[Items from a data source]
-----

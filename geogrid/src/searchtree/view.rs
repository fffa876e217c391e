/*
* Licensed to Elasticsearch B.V. under one or more contributor
* license agreements. See the NOTICE file distributed with
* this work for additional information regarding copyright
* ownership. Elasticsearch B.V. licenses this file to you under
* the Apache License, Version 2.0 (the "License"); you may
* not use this file except in compliance with the License.
* You may obtain a copy of the License at
*
*  http://www.apache.org/licenses/LICENSE-2.0
*
* Unless required by applicable law or agreed to in writing,
* software distributed under the License is distributed on an
* "AS IS" BASIS, WITHOUT WARRANTIES OR CONDITIONS OF ANY
* KIND, either express or implied.  See the License for the
* specific language governing permissions and limitations
* under the License.
*/

//! Borrowed views of flat k-d trees and the queries that run over them.
//!
//! Everything here works on plain slices so owned trees and trees read in place out of a
//! memory map answer queries with the same code. A forest is just a list of views; a
//! candidate remembers which view it came from.

use super::node::KdNode;
use smallvec::SmallVec;
use std::cmp::Ordering;
use std::collections::BinaryHeap;

/// Deepest tree we accept from outside. Median splits on `u32` node counts stay far below.
pub(crate) const MAX_DEPTH: usize = 96;

/// A k-d tree as slices: nodes in pre-order, then per point slot its coordinates and
/// insertion sequence number.
#[derive(Copy, Clone, Debug)]
pub struct TreeView<'a, const D: usize> {
    pub(crate) nodes: &'a [KdNode],
    pub(crate) coords: &'a [[f64; D]],
    pub(crate) seqs: &'a [u64],
}

/// A point slot found by a query. Ordered by distance, then by insertion order.
#[derive(Copy, Clone, Debug)]
pub(crate) struct Candidate {
    pub(crate) dist2: f64,
    pub(crate) seq: u64,
    pub(crate) tree: usize,
    pub(crate) slot: usize,
}

impl PartialEq for Candidate {
    fn eq(&self, other: &Candidate) -> bool {
        self.cmp(other) == Ordering::Equal
    }
}

impl Eq for Candidate {}

impl PartialOrd for Candidate {
    fn partial_cmp(&self, other: &Candidate) -> Option<Ordering> {
        Some(self.cmp(other))
    }
}

impl Ord for Candidate {
    fn cmp(&self, other: &Candidate) -> Ordering {
        self.dist2
            .total_cmp(&other.dist2)
            .then(self.seq.cmp(&other.seq))
    }
}

#[inline]
pub(crate) fn squared_distance<const D: usize>(a: &[f64; D], b: &[f64; D]) -> f64 {
    let mut total = 0.0;
    for i in 0..D {
        let d = a[i] - b[i];
        total += d * d;
    }
    total
}

impl<'a, const D: usize> TreeView<'a, D> {
    pub(crate) fn new(nodes: &'a [KdNode], coords: &'a [[f64; D]], seqs: &'a [u64]) -> Self {
        TreeView {
            nodes,
            coords,
            seqs,
        }
    }

    /// Number of points
    pub fn len(&self) -> usize {
        self.coords.len()
    }

    ///
    pub fn is_empty(&self) -> bool {
        self.coords.is_empty()
    }

    /// Number of nodes
    pub fn node_count(&self) -> usize {
        self.nodes.len()
    }

    /// Coordinates held in `slot`.
    pub fn point(&self, slot: usize) -> &'a [f64; D] {
        &self.coords[slot]
    }

    /// Walks the whole structure and reports the first inconsistency. Trees that pass can be
    /// queried without going out of bounds or recursing forever.
    pub(crate) fn check(&self) -> Result<(), String> {
        if self.coords.len() != self.seqs.len() {
            return Err(format!(
                "{} coordinates but {} sequence numbers",
                self.coords.len(),
                self.seqs.len()
            ));
        }
        if self.nodes.is_empty() {
            return if self.coords.is_empty() {
                Ok(())
            } else {
                Err("points without nodes".to_string())
            };
        }
        let mut seen = 0usize;
        let mut stack: Vec<(usize, u64, u64, usize)> = vec![(0, 0, self.coords.len() as u64, 0)];
        while let Some((index, start, end, depth)) = stack.pop() {
            let node = self
                .nodes
                .get(index)
                .ok_or_else(|| format!("node {} is out of range", index))?;
            if node.start != start || node.end != end || start > end {
                return Err(format!(
                    "node {} covers [{}, {}), expected [{}, {})",
                    index, node.start, node.end, start, end
                ));
            }
            if depth > MAX_DEPTH {
                return Err(format!("node {} is deeper than {}", index, MAX_DEPTH));
            }
            seen += 1;
            if node.is_leaf() {
                continue;
            }
            if node.axis as usize >= D {
                return Err(format!("node {} splits on axis {}", index, node.axis));
            }
            let left = index + 1;
            let right = node.right as usize;
            if right <= left {
                return Err(format!("node {} has right child {}", index, right));
            }
            let left_end = self
                .nodes
                .get(left)
                .ok_or_else(|| format!("node {} has no left child", index))?
                .end;
            if left_end > end {
                return Err(format!("node {} has an oversized left child", index));
            }
            stack.push((right, left_end, end, depth + 1));
            stack.push((left, start, left_end, depth + 1));
        }
        if seen != self.nodes.len() {
            return Err(format!(
                "{} of {} nodes are reachable from the root",
                seen,
                self.nodes.len()
            ));
        }
        Ok(())
    }

    fn candidate(&self, query: &[f64; D], tree: usize, slot: usize) -> Candidate {
        Candidate {
            dist2: squared_distance(&self.coords[slot], query),
            seq: self.seqs[slot],
            tree,
            slot,
        }
    }

    #[inline]
    fn children(&self, index: usize, query: &[f64; D]) -> (usize, usize, f64) {
        let node = &self.nodes[index];
        let diff = query[node.axis as usize] - node.split;
        if diff < 0.0 {
            (index + 1, node.right as usize, diff * diff)
        } else {
            (node.right as usize, index + 1, diff * diff)
        }
    }

    fn nearest_from(
        &self,
        index: usize,
        query: &[f64; D],
        tree: usize,
        best: &mut Option<Candidate>,
    ) {
        let node = &self.nodes[index];
        if node.is_leaf() {
            for slot in node.start as usize..node.end as usize {
                let c = self.candidate(query, tree, slot);
                if best.map_or(true, |b| c < b) {
                    *best = Some(c);
                }
            }
            return;
        }
        let (near, far, plane) = self.children(index, query);
        self.nearest_from(near, query, tree, best);
        // Equal distances still have to be looked at, an older point may sit on the plane.
        if best.map_or(true, |b| plane <= b.dist2) {
            self.nearest_from(far, query, tree, best);
        }
    }

    fn k_nearest_from(
        &self,
        index: usize,
        query: &[f64; D],
        tree: usize,
        k: usize,
        heap: &mut BinaryHeap<Candidate>,
    ) {
        let node = &self.nodes[index];
        if node.is_leaf() {
            for slot in node.start as usize..node.end as usize {
                let c = self.candidate(query, tree, slot);
                if heap.len() < k {
                    heap.push(c);
                } else if heap.peek().map_or(false, |worst| c < *worst) {
                    heap.pop();
                    heap.push(c);
                }
            }
            return;
        }
        let (near, far, plane) = self.children(index, query);
        self.k_nearest_from(near, query, tree, k, heap);
        if heap.len() < k || heap.peek().map_or(true, |worst| plane <= worst.dist2) {
            self.k_nearest_from(far, query, tree, k, heap);
        }
    }

    fn within_from(
        &self,
        index: usize,
        query: &[f64; D],
        tree: usize,
        radius2: f64,
        found: &mut Vec<Candidate>,
    ) {
        let node = &self.nodes[index];
        if node.is_leaf() {
            for slot in node.start as usize..node.end as usize {
                let c = self.candidate(query, tree, slot);
                if c.dist2 <= radius2 {
                    found.push(c);
                }
            }
            return;
        }
        let (near, far, plane) = self.children(index, query);
        self.within_from(near, query, tree, radius2, found);
        if plane <= radius2 {
            self.within_from(far, query, tree, radius2, found);
        }
    }
}

/// Views of every tree in a forest. Forests stay logarithmic in size, so this rarely spills.
pub(crate) type Forest<'a, const D: usize> = SmallVec<[TreeView<'a, D>; 16]>;

/// The closest slot over all views, ties going to the lowest sequence number.
pub(crate) fn nearest<const D: usize>(forest: &[TreeView<D>], query: &[f64; D]) -> Option<Candidate> {
    let mut best = None;
    for (tree, view) in forest.iter().enumerate() {
        if !view.nodes.is_empty() {
            view.nearest_from(0, query, tree, &mut best);
        }
    }
    best
}

/// The `k` closest slots, sorted.
pub(crate) fn k_nearest<const D: usize>(
    forest: &[TreeView<D>],
    query: &[f64; D],
    k: usize,
) -> Vec<Candidate> {
    if k == 0 {
        return Vec::new();
    }
    let mut heap = BinaryHeap::with_capacity(k + 1);
    for (tree, view) in forest.iter().enumerate() {
        if !view.nodes.is_empty() {
            view.k_nearest_from(0, query, tree, k, &mut heap);
        }
    }
    heap.into_sorted_vec()
}

/// Every slot within `radius` of the query, sorted.
pub(crate) fn within<const D: usize>(
    forest: &[TreeView<D>],
    query: &[f64; D],
    radius: f64,
) -> Vec<Candidate> {
    let mut found = Vec::new();
    if radius.is_nan() || radius < 0.0 {
        return found;
    }
    let radius2 = radius * radius;
    for (tree, view) in forest.iter().enumerate() {
        if !view.nodes.is_empty() {
            view.within_from(0, query, tree, radius2, &mut found);
        }
    }
    found.sort_unstable();
    found
}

-----

Prompt: Write out each line above that contains the word "Ordering".

Response area:
use std::cmp::Ordering;
        self.cmp(other) == Ordering::Equal
    fn partial_cmp(&self, other: &Candidate) -> Option<Ordering> {
    fn cmp(&self, other: &Candidate) -> Ordering {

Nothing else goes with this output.